YOUR INSTRUCTIONS:
Your answer must be the lines of the entries below, exactly as written, from the first line through the line containing "const DEFAULT_CONFIG_FILE: &str".

TASK DATA:
---

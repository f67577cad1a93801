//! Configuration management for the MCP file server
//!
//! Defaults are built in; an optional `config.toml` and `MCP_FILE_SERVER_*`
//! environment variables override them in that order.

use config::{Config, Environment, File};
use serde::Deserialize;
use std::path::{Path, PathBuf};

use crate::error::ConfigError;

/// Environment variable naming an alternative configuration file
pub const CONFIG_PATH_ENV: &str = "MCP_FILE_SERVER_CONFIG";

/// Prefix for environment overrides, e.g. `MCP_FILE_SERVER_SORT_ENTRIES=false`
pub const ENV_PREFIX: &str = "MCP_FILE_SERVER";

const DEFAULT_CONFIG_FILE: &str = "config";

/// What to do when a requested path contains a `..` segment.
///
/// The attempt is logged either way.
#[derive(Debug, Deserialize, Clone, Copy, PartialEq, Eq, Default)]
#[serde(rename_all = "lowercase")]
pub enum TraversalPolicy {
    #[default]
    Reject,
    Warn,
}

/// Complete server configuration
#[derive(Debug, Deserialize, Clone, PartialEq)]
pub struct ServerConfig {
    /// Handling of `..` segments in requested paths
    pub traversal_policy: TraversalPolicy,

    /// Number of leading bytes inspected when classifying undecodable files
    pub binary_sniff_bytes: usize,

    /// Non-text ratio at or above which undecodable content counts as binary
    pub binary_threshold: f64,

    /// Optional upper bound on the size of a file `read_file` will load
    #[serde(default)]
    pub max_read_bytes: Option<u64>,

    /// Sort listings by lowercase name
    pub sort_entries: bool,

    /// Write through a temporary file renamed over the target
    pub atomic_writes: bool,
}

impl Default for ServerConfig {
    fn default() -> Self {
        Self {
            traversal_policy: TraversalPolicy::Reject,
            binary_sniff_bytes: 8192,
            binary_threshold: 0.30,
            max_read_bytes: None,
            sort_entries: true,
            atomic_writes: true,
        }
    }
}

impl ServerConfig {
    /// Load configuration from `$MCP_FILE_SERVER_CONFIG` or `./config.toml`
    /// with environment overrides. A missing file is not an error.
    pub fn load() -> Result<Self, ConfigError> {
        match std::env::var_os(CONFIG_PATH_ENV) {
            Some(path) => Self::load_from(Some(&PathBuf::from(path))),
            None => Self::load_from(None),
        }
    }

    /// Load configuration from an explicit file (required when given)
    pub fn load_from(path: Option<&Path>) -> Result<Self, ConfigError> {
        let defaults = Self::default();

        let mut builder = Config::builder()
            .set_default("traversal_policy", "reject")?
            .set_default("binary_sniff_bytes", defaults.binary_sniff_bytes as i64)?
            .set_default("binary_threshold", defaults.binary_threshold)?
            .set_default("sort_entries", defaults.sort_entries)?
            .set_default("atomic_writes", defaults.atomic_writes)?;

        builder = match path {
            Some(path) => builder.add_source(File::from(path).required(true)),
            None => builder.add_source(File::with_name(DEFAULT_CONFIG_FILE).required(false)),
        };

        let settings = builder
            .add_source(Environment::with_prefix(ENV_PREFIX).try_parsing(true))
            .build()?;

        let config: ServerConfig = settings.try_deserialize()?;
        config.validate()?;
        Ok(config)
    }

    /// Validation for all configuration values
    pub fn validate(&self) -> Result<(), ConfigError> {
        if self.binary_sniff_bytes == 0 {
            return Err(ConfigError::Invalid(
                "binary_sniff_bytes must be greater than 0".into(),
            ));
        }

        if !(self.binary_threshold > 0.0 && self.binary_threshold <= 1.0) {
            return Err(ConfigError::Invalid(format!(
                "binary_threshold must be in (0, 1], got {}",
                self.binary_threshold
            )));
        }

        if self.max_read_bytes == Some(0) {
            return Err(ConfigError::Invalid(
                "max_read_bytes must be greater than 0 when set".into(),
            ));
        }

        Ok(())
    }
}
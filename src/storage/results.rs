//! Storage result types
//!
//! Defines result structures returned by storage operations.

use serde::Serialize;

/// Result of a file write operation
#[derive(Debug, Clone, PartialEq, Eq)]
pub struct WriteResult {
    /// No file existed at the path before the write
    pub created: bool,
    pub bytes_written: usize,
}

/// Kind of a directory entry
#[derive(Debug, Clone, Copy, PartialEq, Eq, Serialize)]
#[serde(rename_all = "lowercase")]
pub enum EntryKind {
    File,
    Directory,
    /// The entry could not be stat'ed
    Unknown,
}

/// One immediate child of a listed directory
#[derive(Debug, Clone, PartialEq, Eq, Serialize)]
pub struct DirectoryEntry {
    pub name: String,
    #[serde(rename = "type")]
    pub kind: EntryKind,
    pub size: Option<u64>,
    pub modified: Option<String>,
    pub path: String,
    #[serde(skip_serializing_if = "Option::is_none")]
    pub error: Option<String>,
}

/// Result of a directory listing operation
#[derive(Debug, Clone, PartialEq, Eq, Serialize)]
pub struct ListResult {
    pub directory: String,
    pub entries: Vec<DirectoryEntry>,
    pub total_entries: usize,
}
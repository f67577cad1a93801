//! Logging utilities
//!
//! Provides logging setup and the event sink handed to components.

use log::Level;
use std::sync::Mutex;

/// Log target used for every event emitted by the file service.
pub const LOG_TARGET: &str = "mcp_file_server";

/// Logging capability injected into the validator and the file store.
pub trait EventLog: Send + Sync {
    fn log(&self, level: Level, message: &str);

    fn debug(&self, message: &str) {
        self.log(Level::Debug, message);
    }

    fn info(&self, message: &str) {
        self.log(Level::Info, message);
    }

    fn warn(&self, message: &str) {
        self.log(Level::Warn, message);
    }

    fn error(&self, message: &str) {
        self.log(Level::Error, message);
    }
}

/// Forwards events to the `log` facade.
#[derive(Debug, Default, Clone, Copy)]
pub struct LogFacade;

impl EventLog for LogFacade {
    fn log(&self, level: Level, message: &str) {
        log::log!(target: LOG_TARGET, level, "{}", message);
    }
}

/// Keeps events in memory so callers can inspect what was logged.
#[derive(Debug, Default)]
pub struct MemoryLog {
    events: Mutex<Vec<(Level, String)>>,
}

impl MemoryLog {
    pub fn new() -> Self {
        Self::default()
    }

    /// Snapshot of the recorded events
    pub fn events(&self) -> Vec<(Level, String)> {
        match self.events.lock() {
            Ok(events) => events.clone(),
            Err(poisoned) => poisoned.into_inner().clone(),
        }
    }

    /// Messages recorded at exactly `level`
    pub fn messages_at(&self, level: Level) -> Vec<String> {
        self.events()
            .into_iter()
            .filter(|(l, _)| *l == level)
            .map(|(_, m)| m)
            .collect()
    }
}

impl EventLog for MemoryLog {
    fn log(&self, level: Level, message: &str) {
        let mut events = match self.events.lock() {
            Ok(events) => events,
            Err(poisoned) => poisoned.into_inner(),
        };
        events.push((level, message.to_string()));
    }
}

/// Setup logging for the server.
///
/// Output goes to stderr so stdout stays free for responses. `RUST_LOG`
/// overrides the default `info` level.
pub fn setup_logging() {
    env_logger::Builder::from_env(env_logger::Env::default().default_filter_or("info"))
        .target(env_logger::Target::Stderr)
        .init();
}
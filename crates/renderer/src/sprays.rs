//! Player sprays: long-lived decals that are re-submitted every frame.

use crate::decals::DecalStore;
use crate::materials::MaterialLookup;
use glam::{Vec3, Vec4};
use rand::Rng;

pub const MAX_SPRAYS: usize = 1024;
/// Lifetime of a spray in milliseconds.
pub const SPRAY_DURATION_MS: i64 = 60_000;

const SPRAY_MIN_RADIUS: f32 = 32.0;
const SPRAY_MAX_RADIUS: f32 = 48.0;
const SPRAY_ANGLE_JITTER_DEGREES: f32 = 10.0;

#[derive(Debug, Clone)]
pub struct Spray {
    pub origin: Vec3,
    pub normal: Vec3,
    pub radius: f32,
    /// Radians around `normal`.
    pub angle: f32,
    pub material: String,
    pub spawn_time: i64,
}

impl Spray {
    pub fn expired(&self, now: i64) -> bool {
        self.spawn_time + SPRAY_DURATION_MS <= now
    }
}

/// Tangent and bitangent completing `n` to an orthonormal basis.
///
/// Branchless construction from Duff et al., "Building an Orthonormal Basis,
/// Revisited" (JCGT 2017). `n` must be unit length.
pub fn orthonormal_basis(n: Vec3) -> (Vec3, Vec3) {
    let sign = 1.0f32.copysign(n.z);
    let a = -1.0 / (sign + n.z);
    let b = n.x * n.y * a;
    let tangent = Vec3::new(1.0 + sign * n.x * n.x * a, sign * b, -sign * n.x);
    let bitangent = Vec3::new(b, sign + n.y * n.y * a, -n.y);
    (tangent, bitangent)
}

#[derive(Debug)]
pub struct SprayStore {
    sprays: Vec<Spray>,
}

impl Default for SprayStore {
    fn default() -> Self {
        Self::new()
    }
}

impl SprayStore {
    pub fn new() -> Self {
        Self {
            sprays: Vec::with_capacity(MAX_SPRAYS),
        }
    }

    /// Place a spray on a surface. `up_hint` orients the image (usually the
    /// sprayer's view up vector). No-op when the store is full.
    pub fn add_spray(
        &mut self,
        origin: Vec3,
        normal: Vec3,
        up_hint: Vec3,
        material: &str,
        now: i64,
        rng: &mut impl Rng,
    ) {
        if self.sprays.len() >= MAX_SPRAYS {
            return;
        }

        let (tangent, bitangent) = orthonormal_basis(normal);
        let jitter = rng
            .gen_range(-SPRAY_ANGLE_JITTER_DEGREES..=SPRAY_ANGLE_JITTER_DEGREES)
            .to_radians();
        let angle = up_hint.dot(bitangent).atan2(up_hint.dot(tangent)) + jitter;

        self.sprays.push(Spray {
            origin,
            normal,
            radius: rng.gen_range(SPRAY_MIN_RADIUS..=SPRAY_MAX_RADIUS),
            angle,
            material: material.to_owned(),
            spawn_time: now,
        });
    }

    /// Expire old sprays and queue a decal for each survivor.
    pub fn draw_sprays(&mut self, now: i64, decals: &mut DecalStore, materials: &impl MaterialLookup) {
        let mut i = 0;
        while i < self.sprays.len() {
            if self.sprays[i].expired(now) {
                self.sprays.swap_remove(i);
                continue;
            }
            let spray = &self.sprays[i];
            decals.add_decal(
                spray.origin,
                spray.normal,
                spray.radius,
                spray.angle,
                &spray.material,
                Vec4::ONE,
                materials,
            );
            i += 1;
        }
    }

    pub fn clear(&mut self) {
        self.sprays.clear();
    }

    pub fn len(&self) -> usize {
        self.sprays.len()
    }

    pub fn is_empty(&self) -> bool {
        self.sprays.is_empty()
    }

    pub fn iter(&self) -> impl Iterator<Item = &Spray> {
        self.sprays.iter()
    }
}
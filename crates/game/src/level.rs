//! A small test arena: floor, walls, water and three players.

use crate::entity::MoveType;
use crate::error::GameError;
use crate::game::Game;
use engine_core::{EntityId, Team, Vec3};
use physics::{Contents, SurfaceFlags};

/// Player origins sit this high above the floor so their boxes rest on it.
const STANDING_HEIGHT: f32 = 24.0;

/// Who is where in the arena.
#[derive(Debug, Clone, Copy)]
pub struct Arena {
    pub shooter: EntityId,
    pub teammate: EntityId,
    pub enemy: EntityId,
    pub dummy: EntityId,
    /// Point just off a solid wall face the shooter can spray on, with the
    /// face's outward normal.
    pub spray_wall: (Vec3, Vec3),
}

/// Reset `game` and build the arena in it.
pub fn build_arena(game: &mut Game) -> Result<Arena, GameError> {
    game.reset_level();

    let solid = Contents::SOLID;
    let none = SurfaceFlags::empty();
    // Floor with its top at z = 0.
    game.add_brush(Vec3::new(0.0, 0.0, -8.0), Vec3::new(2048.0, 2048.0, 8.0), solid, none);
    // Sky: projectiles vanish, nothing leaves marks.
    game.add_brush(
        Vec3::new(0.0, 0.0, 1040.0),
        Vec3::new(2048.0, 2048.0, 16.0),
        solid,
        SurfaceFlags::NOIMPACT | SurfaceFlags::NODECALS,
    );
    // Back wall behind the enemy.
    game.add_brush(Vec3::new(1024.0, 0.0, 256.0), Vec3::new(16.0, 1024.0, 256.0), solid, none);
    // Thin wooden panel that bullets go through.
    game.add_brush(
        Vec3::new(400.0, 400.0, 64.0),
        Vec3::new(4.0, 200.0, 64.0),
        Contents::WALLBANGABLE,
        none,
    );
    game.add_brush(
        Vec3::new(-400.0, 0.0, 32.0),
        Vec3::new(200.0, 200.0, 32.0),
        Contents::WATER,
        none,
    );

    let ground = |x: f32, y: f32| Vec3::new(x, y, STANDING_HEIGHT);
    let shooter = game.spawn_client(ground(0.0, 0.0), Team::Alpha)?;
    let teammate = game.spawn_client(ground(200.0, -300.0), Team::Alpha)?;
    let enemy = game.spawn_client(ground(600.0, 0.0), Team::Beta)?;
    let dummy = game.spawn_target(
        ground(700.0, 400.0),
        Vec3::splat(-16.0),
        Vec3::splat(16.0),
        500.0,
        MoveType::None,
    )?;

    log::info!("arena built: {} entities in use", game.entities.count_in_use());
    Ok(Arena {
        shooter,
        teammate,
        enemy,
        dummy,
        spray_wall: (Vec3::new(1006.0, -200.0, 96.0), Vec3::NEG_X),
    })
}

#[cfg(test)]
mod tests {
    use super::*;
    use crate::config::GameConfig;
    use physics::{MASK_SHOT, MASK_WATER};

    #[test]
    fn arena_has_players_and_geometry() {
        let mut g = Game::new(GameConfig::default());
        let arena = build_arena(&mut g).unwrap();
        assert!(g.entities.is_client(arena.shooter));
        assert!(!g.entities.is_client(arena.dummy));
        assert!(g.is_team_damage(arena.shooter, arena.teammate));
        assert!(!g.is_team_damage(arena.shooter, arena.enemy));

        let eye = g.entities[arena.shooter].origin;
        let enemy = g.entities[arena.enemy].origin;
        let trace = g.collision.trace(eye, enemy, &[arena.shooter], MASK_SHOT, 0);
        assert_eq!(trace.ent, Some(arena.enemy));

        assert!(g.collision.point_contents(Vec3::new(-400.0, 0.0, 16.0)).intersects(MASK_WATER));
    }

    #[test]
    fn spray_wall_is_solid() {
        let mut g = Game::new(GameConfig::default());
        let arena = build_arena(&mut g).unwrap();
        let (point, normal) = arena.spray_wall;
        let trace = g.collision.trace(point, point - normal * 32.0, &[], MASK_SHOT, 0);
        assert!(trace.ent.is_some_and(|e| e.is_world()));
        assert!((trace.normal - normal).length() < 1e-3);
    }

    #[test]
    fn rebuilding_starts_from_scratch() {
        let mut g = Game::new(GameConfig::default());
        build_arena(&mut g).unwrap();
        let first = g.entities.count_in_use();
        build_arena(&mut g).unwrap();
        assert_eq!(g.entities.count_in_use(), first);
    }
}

---

RESULT FOR THIS EXERCISE:
repository f67577cad1a93801
//! Configuration management for the MCP file server
//!
//! Defaults are built in; an optional `config.toml` and `MCP_FILE_SERVER_*`
//! environment variables override them in that order.

use config::{Config, Environment, File};
use serde::Deserialize;
use std::path::{Path, PathBuf};

use crate::error::ConfigError;

/// Environment variable naming an alternative configuration file
pub const CONFIG_PATH_ENV: &str = "MCP_FILE_SERVER_CONFIG";

/// Prefix for environment overrides, e.g. `MCP_FILE_SERVER_SORT_ENTRIES=false`
pub const ENV_PREFIX: &str = "MCP_FILE_SERVER";

const DEFAULT_CONFIG_FILE: &str = "config";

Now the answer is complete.